Hospital-at-home programs can reduce healthcare costs by as much as 30% and provide better outcomes, especially for patients at risk of hospital-acquired infections or who find the hospital setting highly stressful. In a 2022 survey, 80% of hospitals have plans for offering hospital-at-home services.

So what do nurses need to know about this burgeoning and effective new model of care?

This guide explains hospital-at-home for nurses, how it can affect nursing education and careers, and what you need to know today to be ready. Explore more about this potential transformation today.

Hospital-at-Home: How It Works and the Nursing Role

Hospital-at-home provides care for patients with conditions serious enough to require professional treatment and monitoring without the need to be physically present in a hospital. Typical use cases include recovering from a procedure, accident, or conditions such as dehydration, deep-vein thrombosis, or urinary tract infections.

While the technology and tools for hospital-at-home care delivery are ready for many conditions, legislation and payment systems are lagging, delaying full adoption.
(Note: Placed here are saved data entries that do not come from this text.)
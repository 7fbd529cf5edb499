//! Shared error definitions for the keyword runtime.

use thiserror::Error;

/// Result alias used by registry construction and host-facing queries.
pub type Result<T> = std::result::Result<T, Error>;

/// Result alias returned by keyword implementations.
pub type KeywordResult<T> = std::result::Result<T, KeywordError>;

/// Errors raised by the registry while discovering, resolving or dispatching
/// keywords.
#[derive(Debug, Error)]
pub enum Error {
    /// A provider was a bare type rather than a namespace or an instance.
    #[error("libraries must be namespaces or instances, got type `{type_name}` instead")]
    TypeKind {
        /// Name of the offending type.
        type_name: String,
    },

    /// A provider instance reported a type that differs from the one it was
    /// declared with.
    #[error("library instance of `{declared}` reports itself as `{reported}`")]
    LegacyInstance {
        /// Type the instance was wrapped as.
        declared: String,
        /// Type the instance reports at runtime.
        reported: String,
    },

    /// Lookup of an unknown keyword or attribute.
    #[error("`{owner}` object has no attribute `{name}`")]
    AttributeNotFound {
        /// Name that was looked up.
        name: String,
        /// Type owning the registry.
        owner: String,
    },

    /// A programmatically built argument specification was malformed.
    #[error("invalid argument specification: {reason}")]
    InvalidSignature {
        /// Human-readable reason for rejection.
        reason: String,
    },

    /// Failure produced by the invoked keyword itself.
    #[error(transparent)]
    Keyword(#[from] KeywordError),
}

impl Error {
    pub(crate) fn invalid_signature(reason: impl Into<String>) -> Self {
        Self::InvalidSignature {
            reason: reason.into(),
        }
    }
}

/// Errors produced by a keyword while binding its arguments or running its
/// body.
#[derive(Debug, Error)]
pub enum KeywordError {
    /// A mandatory argument was supplied neither positionally nor by name.
    #[error("{keyword}() missing required argument `{name}`")]
    MissingArgument {
        /// Keyword that was invoked.
        keyword: String,
        /// Missing parameter.
        name: String,
    },

    /// More positional arguments were supplied than the keyword accepts.
    #[error("{keyword}() takes {expected} positional arguments but {given} were given")]
    TooManyArguments {
        /// Keyword that was invoked.
        keyword: String,
        /// Number of positional parameters declared.
        expected: usize,
        /// Number of positional arguments supplied.
        given: usize,
    },

    /// A parameter received both a positional and a named value.
    #[error("{keyword}() got multiple values for argument `{name}`")]
    MultipleValues {
        /// Keyword that was invoked.
        keyword: String,
        /// Parameter bound twice.
        name: String,
    },

    /// A named argument matched no parameter.
    #[error("{keyword}() got an unexpected keyword argument `{name}`")]
    UnexpectedArgument {
        /// Keyword that was invoked.
        keyword: String,
        /// Unmatched argument name.
        name: String,
    },

    /// An argument could not be converted into the parameter type.
    #[error("{keyword}() argument `{name}` is invalid: {source}")]
    InvalidArgument {
        /// Keyword that was invoked.
        keyword: String,
        /// Parameter being bound.
        name: String,
        /// Conversion failure.
        source: serde_json::Error,
    },

    /// The keyword returned a value with no host representation.
    #[error("{keyword}() returned a value that cannot be represented: {source}")]
    InvalidReturn {
        /// Keyword that was invoked.
        keyword: String,
        /// Conversion failure.
        source: serde_json::Error,
    },

    /// Error returned by the keyword body.
    #[error(transparent)]
    Failed(Box<dyn std::error::Error + Send + Sync>),
}

impl KeywordError {
    /// Wraps an error returned by a keyword body.
    ///
    /// The wrapped value keeps its `Display` output and can be recovered with
    /// [`KeywordError::downcast_ref`].
    #[must_use]
    pub fn failed(err: impl Into<Box<dyn std::error::Error + Send + Sync>>) -> Self {
        Self::Failed(err.into())
    }

    /// Returns the error returned by the keyword body if it has type `E`.
    #[must_use]
    pub fn downcast_ref<E>(&self) -> Option<&E>
    where
        E: std::error::Error + 'static,
    {
        match self {
            Self::Failed(err) => err.downcast_ref::<E>(),
            _ => None,
        }
    }
}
Still, many hospitals and a growing number of new providers are moving ahead with hospital-at-home services. The many benefits they see include:

  • Lowered cost of care due to shorter hospital stays
  • More convenience for family and friends who want to visit patients
  • Higher satisfaction among patients and family
  • Less risk of hospital-acquired infection and other risks
  • Patients can more easily follow their own cultural or religious diet traditions
  • Less distress for patients with mental health conditions who find it difficult to be outside their home environment
  • Less patient depression and anxiety

What are the implications of hospital-at-home for nurses?

Nurses can provide ongoing monitoring and communication with patients through technology, checking vital signs, addressing questions or needs, or instructing home health aides, family or friends, or others in providing necessary care. There may also be growth in home nursing jobs for nurses who are willing to travel to do initial setup or follow-up visits.

If hospital-at-home can significantly shorten hospital stays, it may also help address nurse burnout. However, it is unclear what the emotional and psychological aspects of providing remote nursing care are, either positive or negative.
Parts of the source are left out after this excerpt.